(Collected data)
━━━━━━━━
//! Canvas configuration
//!
//! Provides configuration file handling and validation for a canvas session.
//! Supports JSON and TOML file formats; the default location lives in the
//! platform-specific configuration directory.
//!
//! Configuration is organized into logical sections:
//! - Tool (cutter diameter)
//! - Cutting (total depth, depth of cut)
//! - Fill (strategy, flattening and offsetting tuning)
//! - Motion (travel height, native arc capabilities)
//! - Text (default font shorthand)

use crate::error::{SettingsError, SettingsResult};
use gcanvas_camtools::{FillSettings, FillStrategy};
use gcanvas_core::{validate_depth, validate_tool_diameter};
use gcanvas_motion::{ArcSupport, MotionSettings};
use serde::{Deserialize, Serialize};
use std::path::{Path, PathBuf};
use tracing::debug;

pub const CONFIG_FILE_NAME: &str = "config.toml";
const CONFIG_DIR_NAME: &str = "gcanvas";

/// Cutter settings
#[derive(Debug, Clone, PartialEq, Serialize, Deserialize)]
#[serde(default)]
pub struct ToolSettings {
    /// Cutter diameter in drawing units
    pub diameter: f64,
}

impl Default for ToolSettings {
    fn default() -> Self {
        Self { diameter: 5.0 }
    }
}

/// Cutting depth settings
#[derive(Debug, Clone, PartialEq, Serialize, Deserialize)]
#[serde(default)]
pub struct CuttingSettings {
    /// Total depth of the cut
    pub depth: f64,
    /// Depth removed by a single pass
    pub depth_of_cut: f64,
}

impl Default for CuttingSettings {
    fn default() -> Self {
        Self {
            depth: 1.0,
            depth_of_cut: 0.25,
        }
    }
}

/// Area fill tuning
#[derive(Debug, Clone, PartialEq, Serialize, Deserialize)]
#[serde(default)]
pub struct FillConfig {
    pub strategy: FillStrategy,
    /// Points sampled per curve when flattening
    pub curve_divisions: usize,
    /// Vertices closer than this are merged before filling
    pub clean_tolerance: f64,
    /// Largest inset attempted before the fill gives up
    pub safety_bound: f64,
}

impl Default for FillConfig {
    fn default() -> Self {
        let fill = FillSettings::default();
        Self {
            strategy: fill.strategy,
            curve_divisions: 40,
            clean_tolerance: fill.clean_tolerance,
            safety_bound: fill.safety_bound,
        }
    }
}

/// Machine motion settings
#[derive(Debug, Clone, PartialEq, Serialize, Deserialize)]
#[serde(default)]
pub struct MotionConfig {
    /// Travel height above the stock top
    pub safe_z: f64,
    /// Machine executes clockwise arcs natively
    pub supports_arc_cw: bool,
    /// Machine executes counter-clockwise arcs natively
    pub supports_arc_ccw: bool,
}

impl Default for MotionConfig {
    fn default() -> Self {
        Self {
            safe_z: MotionSettings::default().safe_z,
            supports_arc_cw: false,
            supports_arc_ccw: false,
        }
    }
}

/// Text settings
#[derive(Debug, Clone, PartialEq, Serialize, Deserialize)]
#[serde(default)]
pub struct TextSettings {
    /// CSS-style font shorthand, e.g. `"bold 12pt Helvetiker"`
    pub font: String,
}

impl Default for TextSettings {
    fn default() -> Self {
        Self {
            font: "7pt Helvetiker".to_string(),
        }
    }
}

/// Complete canvas configuration
///
/// Aggregates all settings sections and provides file I/O operations.
#[derive(Debug, Clone, PartialEq, Serialize, Deserialize, Default)]
#[serde(default)]
pub struct CanvasConfig {
    pub tool: ToolSettings,
    pub cutting: CuttingSettings,
    pub fill: FillConfig,
    pub motion: MotionConfig,
    pub text: TextSettings,
}

enum Format {
    Json,
    Toml,
}

fn format_of(path: &Path) -> SettingsResult<Format> {
    match path.extension().and_then(|ext| ext.to_str()) {
        Some("json") => Ok(Format::Json),
        Some("toml") => Ok(Format::Toml),
        other => Err(SettingsError::UnsupportedFormat(
            other.unwrap_or("<none>").to_string(),
        )),
    }
}

impl CanvasConfig {
    /// Create new config with defaults
    pub fn new() -> Self {
        Self::default()
    }

    /// Load config from file (JSON or TOML)
    pub fn load_from_file(path: &Path) -> SettingsResult<Self> {
        let format = format_of(path)?;
        let content = std::fs::read_to_string(path).map_err(|e| {
            SettingsError::LoadError(format!("{}: {}", path.display(), e))
        })?;

        let config: Self = match format {
            Format::Json => serde_json::from_str(&content)?,
            Format::Toml => toml::from_str(&content)?,
        };

        config.validate()?;
        debug!("Loaded canvas config from {}", path.display());
        Ok(config)
    }

    /// Save config to file (JSON or TOML)
    pub fn save_to_file(&self, path: &Path) -> SettingsResult<()> {
        self.validate()?;

        let content = match format_of(path)? {
            Format::Json => serde_json::to_string_pretty(self)?,
            Format::Toml => toml::to_string_pretty(self)?,
        };

        if let Some(parent) = path.parent().filter(|p| !p.as_os_str().is_empty()) {
            std::fs::create_dir_all(parent)?;
        }
        std::fs::write(path, content).map_err(|e| {
            SettingsError::SaveError(format!("{}: {}", path.display(), e))
        })?;

        debug!("Saved canvas config to {}", path.display());
        Ok(())
    }

    /// Validate configuration
    pub fn validate(&self) -> SettingsResult<()> {
        validate_tool_diameter(self.tool.diameter)
            .map_err(|e| SettingsError::invalid("tool.diameter", e.to_string()))?;
        validate_depth("depth", self.cutting.depth)
            .map_err(|e| SettingsError::invalid("cutting.depth", e.to_string()))?;
        validate_depth("depth_of_cut", self.cutting.depth_of_cut)
            .map_err(|e| SettingsError::invalid("cutting.depth_of_cut", e.to_string()))?;

        if self.fill.curve_divisions == 0 {
            return Err(SettingsError::invalid("fill.curve_divisions", "must be >= 1"));
        }
        if !(self.fill.clean_tolerance.is_finite() && self.fill.clean_tolerance >= 0.0) {
            return Err(SettingsError::invalid("fill.clean_tolerance", "must be >= 0"));
        }
        if !(self.fill.safety_bound.is_finite() && self.fill.safety_bound > 0.0) {
            return Err(SettingsError::invalid("fill.safety_bound", "must be > 0"));
        }

        if !self.motion.safe_z.is_finite() {
            return Err(SettingsError::invalid("motion.safe_z", "must be finite"));
        }

        if self.text.font.trim().is_empty() {
            return Err(SettingsError::invalid("text.font", "must not be empty"));
        }

        Ok(())
    }

    /// Fill engine settings for the configured tool
    pub fn fill_settings(&self) -> FillSettings {
        FillSettings {
            tool_diameter: self.tool.diameter,
            clean_tolerance: self.fill.clean_tolerance,
            safety_bound: self.fill.safety_bound,
            strategy: self.fill.strategy,
            ..FillSettings::default()
        }
    }

    /// Heights for a [`gcanvas_motion::Motion`] emitter; cutting happens one depth of
    /// cut below the stock top.
    pub fn motion_settings(&self) -> MotionSettings {
        MotionSettings {
            safe_z: self.motion.safe_z,
            cut_z: -self.cutting.depth_of_cut,
        }
    }

    pub fn arc_support(&self) -> ArcSupport {
        ArcSupport {
            cw: self.motion.supports_arc_cw,
            ccw: self.motion.supports_arc_ccw,
        }
    }
}

/// Location of the user configuration file.
pub fn default_config_path() -> SettingsResult<PathBuf> {
    let dir = dirs::config_dir().ok_or_else(|| {
        SettingsError::ConfigDirectory("no configuration directory on this platform".to_string())
    })?;
    Ok(dir.join(CONFIG_DIR_NAME).join(CONFIG_FILE_NAME))
}

#[cfg(test)]
mod tests {
    use super::*;

    #[test]
    fn test_defaults_are_valid() {
        let config = CanvasConfig::new();
        assert!(config.validate().is_ok());
        assert_eq!(config.tool.diameter, 5.0);
        assert_eq!(config.fill.curve_divisions, 40);
        assert_eq!(config.text.font, "7pt Helvetiker");
    }

    #[test]
    fn test_validate_rejects_bad_values() {
        let mut config = CanvasConfig::new();
        config.tool.diameter = 0.0;
        assert!(matches!(
            config.validate(),
            Err(SettingsError::InvalidSetting { ref key, .. }) if key == "tool.diameter"
        ));

        let mut config = CanvasConfig::new();
        config.cutting.depth_of_cut = -1.0;
        assert!(config.validate().is_err());

        let mut config = CanvasConfig::new();
        config.fill.curve_divisions = 0;
        assert!(config.validate().is_err());

        let mut config = CanvasConfig::new();
        config.text.font = "  ".to_string();
        assert!(config.validate().is_err());
    }

    #[test]
    fn test_derived_settings() {
        let mut config = CanvasConfig::new();
        config.tool.diameter = 3.0;
        config.cutting.depth_of_cut = 0.5;
        config.motion.supports_arc_ccw = true;

        assert_eq!(config.fill_settings().tool_diameter, 3.0);
        assert_eq!(config.motion_settings().cut_z, -0.5);
        assert_eq!(config.arc_support(), ArcSupport { cw: false, ccw: true });
    }

    #[test]
    fn test_partial_toml_uses_defaults() {
        let config: CanvasConfig = toml::from_str("[tool]\ndiameter = 2.5\n").unwrap();
        assert_eq!(config.tool.diameter, 2.5);
        assert_eq!(config.cutting, CuttingSettings::default());
    }

    #[test]
    fn test_default_config_path_file_name() {
        if let Ok(path) = default_config_path() {
            assert!(path.ends_with("gcanvas/config.toml"));
        }
    }
}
━━━━━━━━
» TASK DIRECTIONS: What number of lines above include the string "false"? State it and nothing else.

» EXERCISE RESULT: 3